Every line in the data below that has the word "child" should be returned.

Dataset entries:
··········
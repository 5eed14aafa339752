//! Schema validation adapter
//!
//! Validates a JSON value against a schema taken from an OpenAPI document.
//! The schema is embedded under a `response` property of a wrapper schema
//! that also carries the document's shared definitions, so internal `$ref`s
//! such as `#/definitions/Pet` or `#/components/schemas/Pet` resolve
//! against the wrapper root.

use serde::Serialize;
use serde_json::{Map, Value, json};

/// Property under which the validated value is nested.
const WRAPPER_PROPERTY: &str = "response";

/// Which flavour of JSON Schema a document uses.
#[derive(Debug, Clone, Copy, PartialEq, Eq)]
pub enum SchemaDialect {
    /// Swagger 2.0: draft-04 plus `x-nullable` and `type: file`
    OpenApi2,
    /// OpenAPI 3.0: draft-04 subset plus `nullable`
    OpenApi30,
    /// OpenAPI 3.1: JSON Schema 2020-12
    OpenApi31,
}

impl SchemaDialect {
    fn draft(self) -> jsonschema::Draft {
        match self {
            Self::OpenApi2 | Self::OpenApi30 => jsonschema::Draft::Draft4,
            Self::OpenApi31 => jsonschema::Draft::Draft202012,
        }
    }
}

/// Document-level definitions that `$ref`s inside a schema point into.
#[derive(Debug, Clone, Copy)]
pub enum SharedDefinitions<'a> {
    /// v2 `definitions`
    Definitions(Option<&'a Value>),
    /// v3 `components`
    Components(Option<&'a Value>),
}

/// What is being validated; decides the root label in error paths.
#[derive(Debug, Clone, Copy, PartialEq, Eq)]
pub enum Subject {
    Response,
    Object,
}

impl Subject {
    const fn label(self) -> &'static str {
        match self {
            Self::Response => "response",
            Self::Object => "object",
        }
    }
}

/// One schema violation.
#[derive(Debug, Clone, PartialEq, Eq, Serialize)]
pub struct ErrorDetail {
    /// Dotted location, rooted at `response` (e.g. `response.items[0].id`)
    pub path: String,
    pub message: String,
}

/// Validate `value` against `schema`.
///
/// # Errors
///
/// Returns every violation found. A schema that fails to compile is reported
/// as a single violation at the root.
pub fn validate(
    schema: &Value,
    shared: SharedDefinitions<'_>,
    dialect: SchemaDialect,
    value: &Value,
) -> Result<(), Vec<ErrorDetail>> {
    let mut root = Map::new();
    root.insert("type".to_string(), json!("object"));
    root.insert(
        "properties".to_string(),
        json!({ WRAPPER_PROPERTY: schema.clone() }),
    );
    root.insert("required".to_string(), json!([WRAPPER_PROPERTY]));
    match shared {
        SharedDefinitions::Definitions(Some(definitions)) => {
            root.insert("definitions".to_string(), definitions.clone());
        }
        SharedDefinitions::Components(Some(components)) => {
            root.insert("components".to_string(), components.clone());
        }
        SharedDefinitions::Definitions(None) | SharedDefinitions::Components(None) => {}
    }

    let mut root = Value::Object(root);
    if dialect != SchemaDialect::OpenApi31 {
        rewrite_openapi_keywords(&mut root, dialect);
    }

    let validator = jsonschema::options()
        .with_draft(dialect.draft())
        .build(&root)
        .map_err(|e| {
            tracing::debug!(error = %e, "response schema failed to compile");
            vec![ErrorDetail {
                path: WRAPPER_PROPERTY.to_string(),
                message: format!("has a schema that cannot be compiled: {e}"),
            }]
        })?;

    let instance = json!({ WRAPPER_PROPERTY: value });
    let errors: Vec<ErrorDetail> = validator
        .iter_errors(&instance)
        .map(|e| ErrorDetail {
            path: dotted_path(&e.instance_path().to_string()),
            message: e.to_string(),
        })
        .collect();

    if errors.is_empty() {
        Ok(())
    } else {
        Err(errors)
    }
}

/// Keywords whose values are instance data, never schemas.
const LITERAL_KEYWORDS: &[&str] = &["enum", "const", "default", "example", "examples"];

/// Keywords whose values map arbitrary names to schemas.
const SCHEMA_MAP_KEYWORDS: &[&str] = &[
    "properties",
    "patternProperties",
    "definitions",
    "schemas",
];

/// Turn the draft-04 incompatible OpenAPI keywords into plain JSON Schema.
///
/// `nullable: true` (3.0) and `x-nullable: true` (2.0) add `"null"` to the
/// type and enum. A nullable schema without `type` is wrapped in
/// `anyOf [schema, {type: null}]` since draft-04 ignores `$ref` siblings.
/// Swagger's `type: file` is dropped.
pub fn rewrite_openapi_keywords(schema: &mut Value, dialect: SchemaDialect) {
    match schema {
        Value::Object(obj) => {
            for (keyword, child) in obj.iter_mut() {
                match keyword.as_str() {
                    k if LITERAL_KEYWORDS.contains(&k) => {}
                    k if SCHEMA_MAP_KEYWORDS.contains(&k) => {
                        if let Value::Object(schemas) = child {
                            for nested in schemas.values_mut() {
                                rewrite_openapi_keywords(nested, dialect);
                            }
                        }
                    }
                    _ => rewrite_openapi_keywords(child, dialect),
                }
            }

            if dialect == SchemaDialect::OpenApi2
                && obj.get("type").and_then(Value::as_str) == Some("file")
            {
                obj.remove("type");
            }

            let nullable_key = match dialect {
                SchemaDialect::OpenApi2 => "x-nullable",
                SchemaDialect::OpenApi30 | SchemaDialect::OpenApi31 => "nullable",
            };
            if obj.get(nullable_key) != Some(&Value::Bool(true)) {
                return;
            }
            obj.remove(nullable_key);

            if let Some(values) = obj.get_mut("enum").and_then(Value::as_array_mut) {
                if !values.contains(&Value::Null) {
                    values.push(Value::Null);
                }
            }

            match obj.get_mut("type") {
                Some(Value::String(t)) => {
                    let t = std::mem::take(t);
                    obj.insert("type".to_string(), json!([t, "null"]));
                }
                Some(Value::Array(types)) => {
                    if !types.iter().any(|t| t == "null") {
                        types.push(json!("null"));
                    }
                }
                _ => {
                    let inner = std::mem::take(obj);
                    obj.insert(
                        "anyOf".to_string(),
                        json!([Value::Object(inner), { "type": "null" }]),
                    );
                }
            }
        }
        Value::Array(items) => {
            for item in items {
                rewrite_openapi_keywords(item, dialect);
            }
        }
        _ => {}
    }
}

/// `/response/items/0/id` -> `response.items[0].id`
fn dotted_path(pointer: &str) -> String {
    let mut out = String::new();
    for segment in pointer.split('/').filter(|s| !s.is_empty()) {
        if segment.parse::<usize>().is_ok() {
            out.push('[');
            out.push_str(segment);
            out.push(']');
        } else {
            if !out.is_empty() {
                out.push('.');
            }
            out.push_str(&segment.replace("~1", "/").replace("~0", "~"));
        }
    }
    if out.is_empty() {
        WRAPPER_PROPERTY.to_string()
    } else {
        out
    }
}

/// Render violations as one line: `<path> <message>, <path> <message>`.
/// For [`Subject::Object`] the `response` root is renamed to `object`.
#[must_use]
pub fn join_errors(errors: &[ErrorDetail], subject: Subject) -> String {
    errors
        .iter()
        .map(|e| {
            let path = match e.path.strip_prefix(WRAPPER_PROPERTY) {
                Some(rest) => format!("{}{rest}", subject.label()),
                None => e.path.clone(),
            };
            format!("{path} {}", e.message)
        })
        .collect::<Vec<_>>()
        .join(", ")
}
··········
# Finished task
            for (keyword, child) in obj.iter_mut() {
                        if let Value::Object(schemas) = child {
                    _ => rewrite_openapi_keywords(child, dialect),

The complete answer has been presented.